**Stored data**
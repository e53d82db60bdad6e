use std::sync::Arc;

use crate::domain::{Item, ItemId, Obii, PatronAction, check_transition};
use crate::ports::{BorrowedItem, LendingService};

use super::errors::{PatronError, Result};

/// サービスの依存関係
///
/// 関数型DDDの原則に従い、データ構造として定義。
/// 振る舞い（メソッド）は持たず、純粋な関数に依存関係を渡す。
#[derive(Clone)]
pub struct ServiceDependencies {
    pub lending: Arc<dyn LendingService>,
}

/// アイテムのメタデータと現在許可されている操作を取得する
///
/// 返される`Item`はフェッチ時点のスナップショット。状態の変化を
/// 観測するには再フェッチが必要。ネットワーク読み取り以外の副作用はない。
///
/// # エラー
/// - `ItemNotFound` / `Service`: サーバーがエラーコードを報告した
/// - `Protocol`: 期待したフィールドが無い、または形が不正
pub async fn fetch_item(deps: &ServiceDependencies, item_id: &ItemId) -> Result<Item> {
    Ok(deps.lending.get_item(item_id).await?)
}

/// 借用中アイテムの一覧を取得する
pub async fn borrowed_items(deps: &ServiceDependencies) -> Result<Vec<BorrowedItem>> {
    Ok(deps.lending.borrowed_items().await?)
}

/// アイテムを借用する
///
/// ビジネスルール：
/// - 最後に観測した状態が`Available`であること
///
/// クライアント側のチェックは高速失敗のための最適化であり、
/// 通過した場合は必ずサーバーに遷移を要求する。サーバーの判定が最終。
///
/// # エラー
/// - `InvalidTransition`: 事前条件違反。ネットワーク呼び出しは行われない
/// - `ActionRejected`: サーバーが拒否した（可用性が変わった場合など）
/// - `Service`: サーバーがエラーコードを報告した
pub async fn borrow_item(deps: &ServiceDependencies, item: &Item) -> Result<()> {
    // 1. クライアント側の事前条件
    check_transition(item, PatronAction::Borrow)?;

    // 2. サーバーへの遷移要求（こちらが権威）
    deps.lending.borrow(&item.id).await?;

    tracing::debug!(item = %item.id, "borrow transition accepted");
    Ok(())
}

/// アイテムを返却する
///
/// ビジネスルール：
/// - 最後に観測した状態が`Borrowed`であること
///
/// 事前条件とサーバー権威の扱いは`borrow_item`と対称。
pub async fn return_item(deps: &ServiceDependencies, item: &Item) -> Result<()> {
    check_transition(item, PatronAction::Return)?;

    deps.lending.return_item(&item.id).await?;

    tracing::debug!(item = %item.id, "return transition accepted");
    Ok(())
}

/// オフライン閲覧用コンテンツ（ライセンスファイル）をダウンロードする
///
/// 2段階プロトコル：
/// 1. 借用中一覧を走査して対象アイテムのObiiを解決する
///    （トークンはメタデータからは得られず、一覧だけが公開する）
/// 2. トークンでコンテンツを取得する
///
/// 結果はキャッシュしない。呼び出しごとにトークンを解決し直す。
/// 状態を変えない読み取り専用の操作。
///
/// # エラー
/// - `InvalidTransition`: 最後に観測した状態が`Borrowed`でない
/// - `NotBorrowed`: 借用中一覧にアイテムが無い（一覧が権威）
pub async fn download_item(deps: &ServiceDependencies, item: &Item) -> Result<Vec<u8>> {
    check_transition(item, PatronAction::Download)?;

    let obii = resolve_obii(deps, &item.id).await?;
    Ok(deps.lending.download(&obii).await?)
}

/// 借用中一覧からダウンロードトークンを解決するヘルパー関数
///
/// 一覧が権威：最後に観測した状態が`Borrowed`でも、
/// 一覧に無ければ`NotBorrowed`で失敗する。
async fn resolve_obii(deps: &ServiceDependencies, item_id: &ItemId) -> Result<Obii> {
    let borrowed = deps.lending.borrowed_items().await?;

    for entry in &borrowed {
        tracing::debug!(item = %entry.id, title = %entry.title, obii = %entry.obii, "borrowed entry");
        if &entry.id == item_id {
            return Ok(entry.obii.clone());
        }
    }

    Err(PatronError::NotBorrowed(item_id.clone()))
}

**Work instruction**
Among the lines above, which ones include the word "LendingService"? Copy them.

**The completed task**
use crate::ports::{BorrowedItem, LendingService};
    pub lending: Arc<dyn LendingService>,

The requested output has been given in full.